___ Data provided ___

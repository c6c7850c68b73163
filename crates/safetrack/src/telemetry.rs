//! Process-wide logging setup.

use tracing_subscriber::layer::SubscriberExt;
use tracing_subscriber::EnvFilter;

use crate::config::{LogFormat, LoggingConfig};
use crate::error::SafetrackError;

/// Installs the global subscriber and routes `log` records into it.
///
/// `RUST_LOG` wins over the configured level. Calling this a second time
/// returns an error instead of replacing the first subscriber.
pub fn init_logging(config: &LoggingConfig) -> Result<(), SafetrackError> {
    let filter = EnvFilter::try_from_default_env()
        .or_else(|_| EnvFilter::try_new(&config.level))
        .map_err(|e| SafetrackError::Telemetry(format!("invalid log level: {}", e)))?;

    let registry = tracing_subscriber::registry().with(filter);
    let installed = match config.format {
        LogFormat::Json => tracing::subscriber::set_global_default(
            registry.with(tracing_subscriber::fmt::layer().json()),
        ),
        LogFormat::Pretty => tracing::subscriber::set_global_default(
            registry.with(tracing_subscriber::fmt::layer().with_target(false)),
        ),
    };
    installed.map_err(|e| SafetrackError::Telemetry(e.to_string()))?;

    tracing_log::LogTracer::init().map_err(|e| SafetrackError::Telemetry(e.to_string()))?;
    Ok(())
}
//! Database module for persistent storage.
//!
//! Uses rusqlite (SQLite) with a thread-safe `Database` handle.
//! All access is serialized through a `Mutex<Connection>`.

use std::path::{Path, PathBuf};
use std::sync::{Arc, Mutex};

use rusqlite::types::ToSql;
use rusqlite::Connection;

use crate::records::RecordFilter;

pub mod check_repo;
pub mod error;
pub mod inspection_repo;
pub mod migrations;
pub mod organization_repo;
pub mod photo_repo;

pub use error::DatabaseError;

/// SQL expression turning a `DD.MM.YYYY` column into a sortable `YYYYMMDD`
/// key. Range filters compare on this key, never on the display string.
pub(crate) fn calendar_key(column: &str) -> String {
    format!(
        "(substr({col}, 7, 4) || substr({col}, 4, 2) || substr({col}, 1, 2))",
        col = column
    )
}

/// Builds a parameterized `WHERE` clause for a record filter.
pub(crate) fn filter_clause(
    filter: &RecordFilter,
    organization_column: &str,
    date_column: &str,
) -> (String, Vec<Box<dyn ToSql>>) {
    let mut conditions = Vec::new();
    let mut param_values: Vec<Box<dyn ToSql>> = Vec::new();

    if let Some(ref organization) = filter.organization {
        conditions.push(format!(
            "{} = ?{}",
            organization_column,
            param_values.len() + 1
        ));
        param_values.push(Box::new(organization.clone()));
    }
    if let Some(ref range) = filter.date_range {
        let (start, end) = range.calendar_bounds();
        conditions.push(format!(
            "{} BETWEEN ?{} AND ?{}",
            calendar_key(date_column),
            param_values.len() + 1,
            param_values.len() + 2
        ));
        param_values.push(Box::new(start));
        param_values.push(Box::new(end));
    }

    let where_clause = if conditions.is_empty() {
        String::new()
    } else {
        format!("WHERE {}", conditions.join(" AND "))
    };
    (where_clause, param_values)
}

/// Thread-safe database handle wrapping a single rusqlite connection.
///
/// Cloning is cheap (inner `Arc`). All access is serialized through
/// a `Mutex`, which is fine for SQLite (which serializes writes anyway).
#[derive(Clone)]
pub struct Database {
    conn: Arc<Mutex<Connection>>,
}

impl Database {
    /// Opens (or creates) the database at the given path and runs all
    /// pending migrations.
    pub fn open(path: &Path) -> Result<Self, DatabaseError> {
        if let Some(parent) = path.parent() {
            std::fs::create_dir_all(parent).map_err(|e| DatabaseError::Io {
                path: parent.to_path_buf(),
                source: e,
            })?;
        }

        let conn = Connection::open(path)?;
        conn.execute_batch("PRAGMA journal_mode=WAL; PRAGMA foreign_keys=ON;")?;

        migrations::run_all(&conn)?;

        log::info!("Database opened at {}", path.display());

        Ok(Self {
            conn: Arc::new(Mutex::new(conn)),
        })
    }

    /// Opens an in-memory database for testing. Runs all migrations.
    pub fn open_in_memory() -> Result<Self, DatabaseError> {
        let conn = Connection::open_in_memory()?;
        conn.execute_batch("PRAGMA foreign_keys=ON;")?;

        migrations::run_all(&conn)?;

        Ok(Self {
            conn: Arc::new(Mutex::new(conn)),
        })
    }

    /// Provides locked access to the underlying connection.
    pub fn with_conn<F, T>(&self, f: F) -> Result<T, DatabaseError>
    where
        F: FnOnce(&Connection) -> Result<T, DatabaseError>,
    {
        let conn = self.conn.lock().map_err(|_| DatabaseError::LockPoisoned)?;
        f(&conn)
    }
}

/// Returns the database path inside a data directory.
pub fn database_path(data_directory: &Path) -> PathBuf {
    data_directory.join("safetrack.db")
}
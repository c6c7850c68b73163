//! Organization repository: row access for the `organizations` table.

use rusqlite::{params, OptionalExtension};

use super::{Database, DatabaseError};

/// Inserts a new organization. Fails with a UNIQUE violation for duplicates.
pub fn insert(db: &Database, name: &str) -> Result<i64, DatabaseError> {
    db.with_conn(|conn| {
        conn.execute("INSERT INTO organizations (name) VALUES (?1)", params![name])?;
        Ok(conn.last_insert_rowid())
    })
}

/// Returns all organization names in name order.
pub fn list_names(db: &Database) -> Result<Vec<String>, DatabaseError> {
    db.with_conn(|conn| {
        let mut stmt = conn.prepare("SELECT name FROM organizations ORDER BY name")?;
        let names = stmt
            .query_map([], |row| row.get(0))?
            .collect::<Result<Vec<String>, _>>()?;
        Ok(names)
    })
}

/// Whether an organization with exactly this name exists.
pub fn exists(db: &Database, name: &str) -> Result<bool, DatabaseError> {
    db.with_conn(|conn| {
        let found = conn
            .query_row(
                "SELECT 1 FROM organizations WHERE name = ?1",
                params![name],
                |_| Ok(()),
            )
            .optional()?;
        Ok(found.is_some())
    })
}

/// Renames an organization. Returns the number of rows changed.
pub fn rename(db: &Database, old_name: &str, new_name: &str) -> Result<usize, DatabaseError> {
    db.with_conn(|conn| {
        let changed = conn.execute(
            "UPDATE organizations SET name = ?2 WHERE name = ?1",
            params![old_name, new_name],
        )?;
        Ok(changed)
    })
}

/// Deletes an organization by name. Returns the number of rows removed.
pub fn delete(db: &Database, name: &str) -> Result<usize, DatabaseError> {
    db.with_conn(|conn| {
        let removed = conn.execute("DELETE FROM organizations WHERE name = ?1", params![name])?;
        Ok(removed)
    })
}
//! Photo index: rows linking stored files to their site check.

use rusqlite::params;

use super::{Database, DatabaseError};

/// Indexes a stored file for a record. Returns the photo id.
pub fn insert(
    db: &Database,
    record_id: i64,
    file_path: &str,
    mime_type: Option<&str>,
) -> Result<i64, DatabaseError> {
    db.with_conn(|conn| {
        conn.execute(
            "INSERT INTO photos (record_id, file_path, mime_type) VALUES (?1, ?2, ?3)",
            params![record_id, file_path, mime_type],
        )?;
        Ok(conn.last_insert_rowid())
    })
}

/// File paths indexed for a record, in insertion order.
pub fn paths_for(db: &Database, record_id: i64) -> Result<Vec<String>, DatabaseError> {
    db.with_conn(|conn| {
        let mut stmt =
            conn.prepare("SELECT file_path FROM photos WHERE record_id = ?1 ORDER BY id")?;
        let paths = stmt
            .query_map(params![record_id], |row| row.get(0))?
            .collect::<Result<Vec<String>, _>>()?;
        Ok(paths)
    })
}

/// Removes every index row of a record. Returns the number removed.
pub fn delete_for_record(db: &Database, record_id: i64) -> Result<usize, DatabaseError> {
    db.with_conn(|conn| {
        let removed = conn.execute("DELETE FROM photos WHERE record_id = ?1", params![record_id])?;
        Ok(removed)
    })
}
//! Fixed choice lists offered by the inspection forms.
//!
//! The repositories do not restrict free-text fields to these lists; they
//! exist for the form layer and for the one derived value, `kpb_detected`.

/// KPB ("ключевые правила безопасности") categories that count as a detected
/// violation. Anything else, including "Нет", does not.
pub const KPB_AFFIRMATIVE: [&str; 4] = [
    "Нет алкоголю и наркотикам",
    "Сообщай о происшествиях",
    "Получи допуск",
    "Защити себя от падения",
];

/// The "no KPB violation" choice.
pub const KPB_NONE: &str = "Нет";

/// All KPB choices in form order.
pub const KPB_CHOICES: [&str; 5] = [
    KPB_NONE,
    "Нет алкоголю и наркотикам",
    "Сообщай о происшествиях",
    "Получи допуск",
    "Защити себя от падения",
];

/// Derives `kpb_detected` from a `kpb_violation` value. Exact match only.
pub fn kpb_detected(kpb_violation: &str) -> bool {
    KPB_AFFIRMATIVE.contains(&kpb_violation)
}

pub const RISK_LEVELS: [&str; 3] = ["высокий", "средний", "низкий"];

pub const ELIMINATION_STATUSES: [&str; 2] = ["не устранено", "устранено"];

pub const VIOLATION_TYPES: [&str; 11] = [
    "Работы на высоте",
    "Огневые работы/Пожарная безопасность",
    "Грузоподъёмные работы/Работа с ПС",
    "Электробезопасность",
    "Работы в газоопасн. местах/замкнутом простр-ве",
    "Земляные работы",
    "Документы/Допуски и удостоверения",
    "Исправность инструментов и приспособлений",
    "Применение/Исправность СИЗ",
    "Содержание территории/рабочих мест",
    "Безопасность дорожного движения",
];

/// Extra violation type available on site checks only.
pub const NO_VIOLATIONS_FOUND: &str = "Нарушений не выявлено";

pub const VIOLATION_CATEGORIES: [&str; 6] = [
    "Применение СИЗ",
    "Обучение и аттестации",
    "ППР",
    "Леса",
    "Анкерные линии",
    "Другое",
];
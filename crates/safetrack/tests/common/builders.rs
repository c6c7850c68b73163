//! Builders for record drafts with valid defaults.

#![allow(dead_code)]

use safetrack::catalog::{
    ELIMINATION_STATUSES, KPB_NONE, RISK_LEVELS, VIOLATION_CATEGORIES, VIOLATION_TYPES,
};
use safetrack::{CheckDraft, InspectionDraft};

pub struct InspectionBuilder {
    draft: InspectionDraft,
}

impl InspectionBuilder {
    pub fn new() -> Self {
        Self {
            draft: InspectionDraft {
                inspection_date: "01.03.2024".to_string(),
                object: "Стан 2000".to_string(),
                section: "Сварочный участок".to_string(),
                organization: "ООО Монтаж".to_string(),
                violator_name: "Иванов И.И.".to_string(),
                violation_description: "Работа без страховочной привязи".to_string(),
                violation_type: VIOLATION_TYPES[0].to_string(),
                violation_category: VIOLATION_CATEGORIES[0].to_string(),
                risk_level: RISK_LEVELS[0].to_string(),
                inspector_name: "Петров П.П.".to_string(),
                elimination_date: "05.03.2024".to_string(),
                elimination_status: ELIMINATION_STATUSES[0].to_string(),
            },
        }
    }

    pub fn date(mut self, date: &str) -> Self {
        self.draft.inspection_date = date.to_string();
        self
    }

    pub fn organization(mut self, name: &str) -> Self {
        self.draft.organization = name.to_string();
        self
    }

    pub fn description(mut self, text: &str) -> Self {
        self.draft.violation_description = text.to_string();
        self
    }

    pub fn build(self) -> InspectionDraft {
        self.draft
    }
}

pub struct CheckBuilder {
    draft: CheckDraft,
}

impl CheckBuilder {
    pub fn new() -> Self {
        Self {
            draft: CheckDraft {
                date: "01.03.2024".to_string(),
                sp_name: "КЦ-1".to_string(),
                responsible: "Мастер Иванов И.И.".to_string(),
                po_name: "ООО Монтаж".to_string(),
                object: "Участок-1".to_string(),
                works_count: 2,
                responsibility_zone: "КЦ-1".to_string(),
                start_time: "08:00".to_string(),
                end_time: "12:30".to_string(),
                personnel_count: 6,
                checks_count: 1,
                violations_count: 0,
                violation_type: VIOLATION_TYPES[3].to_string(),
                kpb_violation: KPB_NONE.to_string(),
                act_issued: false,
            },
        }
    }

    pub fn date(mut self, date: &str) -> Self {
        self.draft.date = date.to_string();
        self
    }

    pub fn organization(mut self, name: &str) -> Self {
        self.draft.po_name = name.to_string();
        self
    }

    pub fn violations(mut self, count: i64) -> Self {
        self.draft.violations_count = count;
        self
    }

    pub fn kpb(mut self, value: &str) -> Self {
        self.draft.kpb_violation = value.to_string();
        self
    }

    pub fn act_issued(mut self, issued: bool) -> Self {
        self.draft.act_issued = issued;
        self
    }

    pub fn build(self) -> CheckDraft {
        self.draft
    }
}
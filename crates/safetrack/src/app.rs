//! Everything a front end needs, opened from one [`AppConfig`].

use std::path::Path;
use std::sync::Arc;

use tracing::{info, warn};

use crate::config::AppConfig;
use crate::db::{database_path, Database};
use crate::error::{Result, StorageError};
use crate::records::{CheckRepository, InspectionRepository};
use crate::registry::OrganizationRegistry;
use crate::report::{
    find_system_font, load_font, write_default_template, ActGenerator, LineChart, TrendReporter,
};
use crate::storage::AttachmentStore;

#[derive(Clone)]
pub struct AppContext {
    pub config: AppConfig,
    pub db: Database,
    pub attachments: Arc<AttachmentStore>,
    pub organizations: OrganizationRegistry,
    pub inspections: InspectionRepository,
    pub checks: CheckRepository,
    pub acts: Arc<ActGenerator>,
    pub trends: TrendReporter,
}

impl AppContext {
    /// Creates the data and upload directories, opens (and migrates) the
    /// database and writes the default act template if none exists.
    pub fn open(config: &AppConfig) -> Result<Self> {
        let data_dir = config.data_dir();
        let upload_dir = config.upload_dir();
        ensure_directory(&data_dir)?;
        ensure_directory(&upload_dir)?;

        let db = Database::open(&database_path(&data_dir))?;
        let template = config.template();
        write_default_template(&template)?;

        let attachments = Arc::new(AttachmentStore::new(db.clone(), &upload_dir));
        let renderer = Arc::new(chart_renderer(config));

        info!(
            data = %data_dir.display(),
            uploads = %upload_dir.display(),
            "Application context opened"
        );

        Ok(Self {
            config: config.clone(),
            organizations: OrganizationRegistry::new(db.clone()),
            inspections: InspectionRepository::new(db.clone(), attachments.clone()),
            checks: CheckRepository::new(db.clone(), attachments.clone()),
            acts: Arc::new(ActGenerator::new(template)),
            trends: TrendReporter::new(db.clone(), renderer),
            attachments,
            db,
        })
    }
}

/// Line chart sized from the config. Captions need a font; without one the
/// chart is still drawn.
fn chart_renderer(config: &AppConfig) -> LineChart {
    let chart = LineChart::new(config.chart.width, config.chart.height);
    let Some(path) = config.chart_font().or_else(find_system_font) else {
        warn!("No chart font found, trend charts will have no captions");
        return chart;
    };
    match load_font(&path) {
        Ok(font) => chart.with_font(font),
        Err(e) => {
            warn!(error = %e, "Chart font unusable, trend charts will have no captions");
            chart
        }
    }
}

fn ensure_directory(path: &Path) -> std::result::Result<(), StorageError> {
    std::fs::create_dir_all(path).map_err(|e| StorageError::CreateDirectory {
        path: path.to_path_buf(),
        source: e,
    })
}

#[cfg(test)]
mod tests {
    use super::*;
    use tempfile::TempDir;

    #[test]
    fn test_open_lays_out_base_directory() {
        let dir = TempDir::new().unwrap();
        let config = AppConfig::with_base_dir(dir.path());

        let ctx = AppContext::open(&config).unwrap();

        assert!(dir.path().join("data").join("safetrack.db").is_file());
        assert!(dir.path().join("uploads").is_dir());
        assert!(ctx.acts.template_path().is_file());
        assert_eq!(ctx.attachments.root(), dir.path().join("uploads"));
    }

    #[test]
    fn test_broken_chart_font_is_not_fatal() {
        let dir = TempDir::new().unwrap();
        std::fs::write(dir.path().join("broken.ttf"), b"not a font").unwrap();
        let mut config = AppConfig::with_base_dir(dir.path());
        config.chart.font_path = Some("broken.ttf".to_string());

        assert!(!chart_renderer(&config).has_font());
        assert!(AppContext::open(&config).is_ok());
    }

    #[test]
    fn test_reopen_keeps_data() {
        let dir = TempDir::new().unwrap();
        let config = AppConfig::with_base_dir(dir.path());

        AppContext::open(&config)
            .unwrap()
            .organizations
            .add("ООО Монтаж")
            .unwrap();
        let ctx = AppContext::open(&config).unwrap();

        assert_eq!(ctx.organizations.names().unwrap(), vec!["ООО Монтаж"]);
    }
}
//! Shared utilities for safetrack integration tests.
//!
//! - `TestHarness`: an `AppContext` opened inside a temporary base directory
//! - builders for inspection and site check drafts

pub mod builders;
pub mod harness;

pub use builders::*;
pub use harness::TestHarness;
use std::path::{Path, PathBuf};

use crate::config::schema::{AppConfig, CONFIG_VERSION};
use crate::error::ConfigError;
use crate::report::MAX_CHART_SIDE;

pub const CONFIG_FILE_NAME: &str = "safetrack.json";
pub const HOME_ENV_VAR: &str = "SAFETRACK_HOME";

/// `$SAFETRACK_HOME`, or `~/.safetrack`, or `./.safetrack` when no home
/// directory is known.
pub fn default_base_dir() -> PathBuf {
    if let Some(dir) = std::env::var_os(HOME_ENV_VAR).filter(|v| !v.is_empty()) {
        return PathBuf::from(dir);
    }
    dirs::home_dir()
        .map(|home| home.join(".safetrack"))
        .unwrap_or_else(|| PathBuf::from(".safetrack"))
}

/// Loads a config file. Relative paths inside it resolve against the
/// file's directory.
pub fn load_config<P: AsRef<Path>>(path: P) -> Result<AppConfig, ConfigError> {
    let path = path.as_ref();
    let content = std::fs::read_to_string(path).map_err(|e| ConfigError::ReadFile {
        path: path.to_path_buf(),
        source: e,
    })?;

    let mut config = load_config_from_str(&content)?;
    config.base_directory = path.parent().map(Path::to_path_buf);
    Ok(config)
}

pub fn load_config_from_str(content: &str) -> Result<AppConfig, ConfigError> {
    let config: AppConfig = serde_json::from_str(content)?;
    validate_config(&config)?;
    Ok(config)
}

/// The config at `<base>/safetrack.json` if it exists, the defaults rooted
/// at `base` otherwise.
pub fn load_or_default(base: &Path) -> Result<AppConfig, ConfigError> {
    let path = base.join(CONFIG_FILE_NAME);
    if path.is_file() {
        load_config(&path)
    } else {
        Ok(AppConfig::with_base_dir(base))
    }
}

fn validate_config(config: &AppConfig) -> Result<(), ConfigError> {
    if config.version != CONFIG_VERSION {
        return Err(ConfigError::Validation {
            message: format!("Unsupported config version: {}", config.version),
        });
    }

    for (name, value) in [
        ("data_directory", &config.data_directory),
        ("upload_directory", &config.upload_directory),
        ("template_path", &config.template_path),
    ] {
        if value.trim().is_empty() {
            return Err(ConfigError::Validation {
                message: format!("'{}' must not be empty", name),
            });
        }
    }

    let side_ok = |side: u32| (1..=MAX_CHART_SIDE).contains(&side);
    if !side_ok(config.chart.width) || !side_ok(config.chart.height) {
        return Err(ConfigError::Validation {
            message: format!(
                "Chart size must be between 1 and {} px per side, got {}x{}",
                MAX_CHART_SIDE, config.chart.width, config.chart.height
            ),
        });
    }

    Ok(())
}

___

# [What to produce]
Return every line from the entries above that contains the word "changed".

# [Output for this task]
/// Renames an organization. Returns the number of rows changed.
        let changed = conn.execute(
        Ok(changed)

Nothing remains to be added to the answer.